** Opening Records for the task block **

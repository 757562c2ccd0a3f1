//! End-to-end scan-cycle coverage: normalize → probe → diff → persist,
//! across multiple cycles against a real on-disk history store.

use monsterinc::config::ScanConfig;
use monsterinc::core::history::HistoryStore;
use monsterinc::core::model::{ScanMode, ScanStatus};
use monsterinc::core::notify::NoopNotifier;
use monsterinc::core::probe::client::MockProbeClient;
use monsterinc::core::probe::HttpProbeClient;
use monsterinc::core::scan::ScanOrchestrator;
use std::sync::Arc;
use tempfile::tempdir;
use tokio::sync::watch;

fn no_cancel() -> watch::Receiver<bool> {
    watch::channel(false).1
}

#[tokio::test]
async fn disappearing_target_is_reported_old_on_the_next_cycle() {
    let dir = tempdir().unwrap();
    let history = Arc::new(HistoryStore::open(dir.path()).unwrap());
    let config = ScanConfig::default();

    let client: Arc<dyn HttpProbeClient> = Arc::new(
        MockProbeClient::default()
            .ok("http://a.example.com/", 200, b"a")
            .ok("http://b.example.com/", 200, b"b"),
    );
    let orchestrator = ScanOrchestrator::new(history.clone(), client, Arc::new(NoopNotifier));

    let first = orchestrator
        .run(
            &["http://a.example.com".to_string(), "http://b.example.com".to_string()],
            "cli",
            ScanMode::Onetime,
            &config,
            "20260101-000000".to_string(),
            vec![],
            no_cancel(),
        )
        .await;
    assert_eq!(first.status, ScanStatus::Completed);
    assert_eq!(first.diff_stats.new_count, 2);

    // Second cycle only probes `a`; `b` should come back as historical but
    // unobserved ("old"), without a crawl step ever discovering it again.
    let client2: Arc<dyn HttpProbeClient> =
        Arc::new(MockProbeClient::default().ok("http://a.example.com/", 200, b"a"));
    let orchestrator2 = ScanOrchestrator::new(history.clone(), client2, Arc::new(NoopNotifier));
    let second = orchestrator2
        .run(
            &["http://a.example.com".to_string()],
            "cli",
            ScanMode::Onetime,
            &config,
            "20260101-000100".to_string(),
            vec![],
            no_cancel(),
        )
        .await;

    assert_eq!(second.diff_stats.existing_count, 1);
    assert!(second.probe_totals_consistent());

    let normalized_a = monsterinc::core::normalize::normalize("http://a.example.com").unwrap();
    let historical = history.historical_urls_for_root(&normalized_a).unwrap();
    assert!(historical.contains(&normalized_a));
}

#[tokio::test]
async fn failed_probes_keep_cycle_running_and_surface_in_stats() {
    let dir = tempdir().unwrap();
    let history = Arc::new(HistoryStore::open(dir.path()).unwrap());
    let client: Arc<dyn HttpProbeClient> = Arc::new(
        MockProbeClient::default()
            .ok("http://up.example.com/", 200, b"ok")
            .err(
                "http://down.example.com/",
                monsterinc::core::probe::ProbeError::Dns,
            ),
    );
    let orchestrator = ScanOrchestrator::new(history, client, Arc::new(NoopNotifier));
    let config = ScanConfig {
        retries: 0,
        ..Default::default()
    };

    let summary = orchestrator
        .run(
            &["http://up.example.com".to_string(), "http://down.example.com".to_string()],
            "cli",
            ScanMode::Onetime,
            &config,
            "20260101-000000".to_string(),
            vec![],
            no_cancel(),
        )
        .await;

    assert_eq!(summary.probe_stats.successful, 1);
    assert_eq!(summary.probe_stats.failed, 1);
    assert!(summary.probe_totals_consistent());
}
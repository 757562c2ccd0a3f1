//! Configuration (§6). Plain struct + hand-written `Default`, loaded once
//! at process start and treated as immutable afterwards (§5 shared-resource
//! policy). Grounded in the teacher's `config/defaults.rs` pattern, minus
//! the TUI/theme branch (no counterpart here).

use serde::{Deserialize, Serialize};
use std::collections::HashMap;
use std::path::{Path, PathBuf};

#[derive(Debug, Clone, Serialize, Deserialize)]
#[serde(default)]
pub struct ScanConfig {
    pub threads: usize,
    pub timeout_secs: u64,
    pub retries: u32,
    pub rate_limit: u32,
    pub follow_redirects: bool,
    pub max_redirects: u32,
    pub custom_headers: HashMap<String, String>,
    pub batch_size: usize,
}

impl Default for ScanConfig {
    fn default() -> Self {
        Self {
            threads: 10,
            timeout_secs: 10,
            retries: 2,
            rate_limit: 0,
            follow_redirects: true,
            max_redirects: 10,
            custom_headers: HashMap::new(),
            batch_size: 50,
        }
    }
}

#[derive(Debug, Clone, Serialize, Deserialize)]
#[serde(default)]
pub struct MonitorConfig {
    pub batch_size: usize,
    pub workers: usize,
    pub interval_minutes: u64,
}

impl Default for MonitorConfig {
    fn default() -> Self {
        Self {
            batch_size: 20,
            workers: 5,
            interval_minutes: 15,
        }
    }
}

#[derive(Debug, Clone, Serialize, Deserialize)]
#[serde(default)]
pub struct HistoryConfig {
    pub retention_days: u32,
    pub prune_after_cycle: bool,
    pub root: PathBuf,
}

impl Default for HistoryConfig {
    fn default() -> Self {
        Self {
            retention_days: 90,
            prune_after_cycle: false,
            root: default_history_root(),
        }
    }
}

fn default_history_root() -> PathBuf {
    let mut path = dirs::home_dir().unwrap_or_else(|| PathBuf::from("."));
    path.push(".monsterinc");
    path.push("history");
    path
}

#[derive(Debug, Clone, Serialize, Deserialize)]
#[serde(default)]
pub struct NotifyConfig {
    pub scan_webhook: Option<String>,
    pub monitor_webhook: Option<String>,
    pub on_scan_start: bool,
    pub on_success: bool,
    pub on_failure: bool,
    pub on_critical: bool,
    pub mention_role_ids: Vec<String>,
    pub auto_delete_reports: bool,
}

impl Default for NotifyConfig {
    fn default() -> Self {
        Self {
            scan_webhook: None,
            monitor_webhook: None,
            on_scan_start: false,
            on_success: true,
            on_failure: true,
            on_critical: true,
            mention_role_ids: Vec::new(),
            auto_delete_reports: false,
        }
    }
}

#[derive(Debug, Clone, Serialize, Deserialize)]
#[serde(default)]
pub struct SchedulerConfig {
    pub max_retries: u32,
    pub retry_delay_secs: u64,
}

impl Default for SchedulerConfig {
    fn default() -> Self {
        Self {
            max_retries: 2,
            retry_delay_secs: 30,
        }
    }
}

#[derive(Debug, Clone, Serialize, Deserialize, Default)]
#[serde(default)]
pub struct Config {
    pub scan: ScanConfig,
    pub monitor: MonitorConfig,
    pub history: HistoryConfig,
    pub notify: NotifyConfig,
    pub scheduler: SchedulerConfig,
}

#[derive(Debug, thiserror::Error)]
pub enum ConfigError {
    #[error("failed to read config file {path}: {source}")]
    Read {
        path: PathBuf,
        #[source]
        source: std::io::Error,
    },
    #[error("failed to parse config: {0}")]
    Parse(#[from] toml::de::Error),
    #[error("invalid configuration: {0}")]
    Invalid(String),
}

impl Config {
    pub fn load(path: &Path) -> Result<Self, ConfigError> {
        let raw = std::fs::read_to_string(path).map_err(|e| ConfigError::Read {
            path: path.to_path_buf(),
            source: e,
        })?;
        let config: Config = toml::from_str(&raw)?;
        config.validate()?;
        Ok(config)
    }

    pub fn validate(&self) -> Result<(), ConfigError> {
        if self.scan.threads == 0 {
            return Err(ConfigError::Invalid("scan.threads must be > 0".to_string()));
        }
        if self.scan.batch_size == 0 {
            return Err(ConfigError::Invalid("scan.batch_size must be > 0".to_string()));
        }
        if self.monitor.workers == 0 {
            return Err(ConfigError::Invalid("monitor.workers must be > 0".to_string()));
        }
        if self.monitor.batch_size == 0 {
            return Err(ConfigError::Invalid(
                "monitor.batch_size must be > 0".to_string(),
            ));
        }
        Ok(())
    }
}

#[cfg(test)]
mod tests {
    use super::*;

    #[test]
    fn defaults_pass_validation() {
        assert!(Config::default().validate().is_ok());
    }

    #[test]
    fn parses_partial_toml_filling_in_defaults() {
        let toml_str = r#"
            [scan]
            threads = 20
        "#;
        let config: Config = toml::from_str(toml_str).unwrap();
        assert_eq!(config.scan.threads, 20);
        assert_eq!(config.scan.batch_size, ScanConfig::default().batch_size);
    }

    #[test]
    fn rejects_zero_threads() {
        let mut config = Config::default();
        config.scan.threads = 0;
        assert!(config.validate().is_err());
    }
}
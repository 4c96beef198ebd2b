//! Inspect command implementation
//!
//! Prints per-curve key counts, spans and the loop seam gap of a clip.

use anyhow::{Context, Result};
use colored::Colorize;
use serde::Serialize;
use std::fs;
use std::path::Path;
use vizij_loopfix_core::{parse_clip_json, AnimationClip};

/// Gap below which a curve counts as closed.
const SEAM_EPSILON: f32 = 1e-6;

#[derive(Debug, Serialize)]
#[serde(rename_all = "camelCase")]
pub struct CurveSummary {
    pub binding: String,
    pub keys: usize,
    pub duration: f32,
    pub seam_gap: f32,
    pub closed: bool,
}

#[derive(Debug, Serialize)]
#[serde(rename_all = "camelCase")]
pub struct ClipSummary {
    pub name: String,
    pub frame_rate: f32,
    pub length_seconds: f32,
    pub curves: Vec<CurveSummary>,
}

pub fn summarize(clip: &AnimationClip) -> ClipSummary {
    let curves = clip
        .curves()
        .map(|(binding, curve)| {
            let seam_gap = curve.seam_gap();
            CurveSummary {
                binding: binding.to_string(),
                keys: curve.len(),
                duration: curve.duration(),
                seam_gap,
                closed: seam_gap.abs() <= SEAM_EPSILON,
            }
        })
        .collect();
    ClipSummary {
        name: clip.name.clone(),
        frame_rate: clip.frame_rate,
        length_seconds: clip.length_seconds(),
        curves,
    }
}

/// Run the inspect command
pub fn run(input: &Path, json_output: bool) -> Result<ClipSummary> {
    let text = fs::read_to_string(input)
        .with_context(|| format!("Failed to read clip: {}", input.display()))?;
    let clip = parse_clip_json(&text)
        .with_context(|| format!("Failed to parse clip: {}", input.display()))?;
    let summary = summarize(&clip);

    if json_output {
        println!(
            "{}",
            serde_json::to_string_pretty(&summary).context("serialize clip summary")?
        );
        return Ok(summary);
    }

    println!(
        "{} {} ({} fps, {:.3}s)",
        "Clip:".cyan().bold(),
        summary.name,
        summary.frame_rate,
        summary.length_seconds
    );
    for c in &summary.curves {
        let seam = if c.closed {
            "closed".green().to_string()
        } else {
            format!("gap {:+.4}", c.seam_gap).yellow().to_string()
        };
        println!("  {:<40} {:>4} keys  {}", c.binding, c.keys, seam);
    }
    Ok(summary)
}
//! Clip command implementation

use anyhow::{Context, Result};
use std::path::Path;
use vizij_loopfix_core::{clip_keyframes, ClipConfig, EditOutcome};

use super::reporting::print_outcome;
use crate::dir_store::DirectoryClipStore;

/// Run the clip command
///
/// # Arguments
/// * `input` - Source clip document; `None` is reported as invalid input
/// * `out_dir` - Directory receiving `<name>.anim.json`
/// * `cfg` - New clip name and number of trailing keys to drop
/// * `json_output` - Whether to print the outcome as JSON
pub fn run(
    input: Option<&Path>,
    out_dir: &Path,
    cfg: &ClipConfig,
    json_output: bool,
) -> Result<EditOutcome> {
    let mut store = DirectoryClipStore::new(out_dir);
    let original = input
        .map(|path| store.load(path))
        .transpose()
        .context("Failed to load source clip")?;

    let outcome = clip_keyframes(&mut store, original, cfg)?;
    print_outcome(&outcome, &store.output_path(&cfg.new_clip_name), json_output)?;
    Ok(outcome)
}
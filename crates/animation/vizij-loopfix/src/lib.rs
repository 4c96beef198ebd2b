//! Vizij loop fixer CLI library.
//!
//! Command implementations and the directory-backed clip store used by the
//! `vizij-loopfix` binary.

pub mod commands;
pub mod dir_store;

** Closing Records for the task block **

Extract from the data every line where "SchedulerConfig" shows up.

pub struct SchedulerConfig {
impl Default for SchedulerConfig {
    pub scheduler: SchedulerConfig,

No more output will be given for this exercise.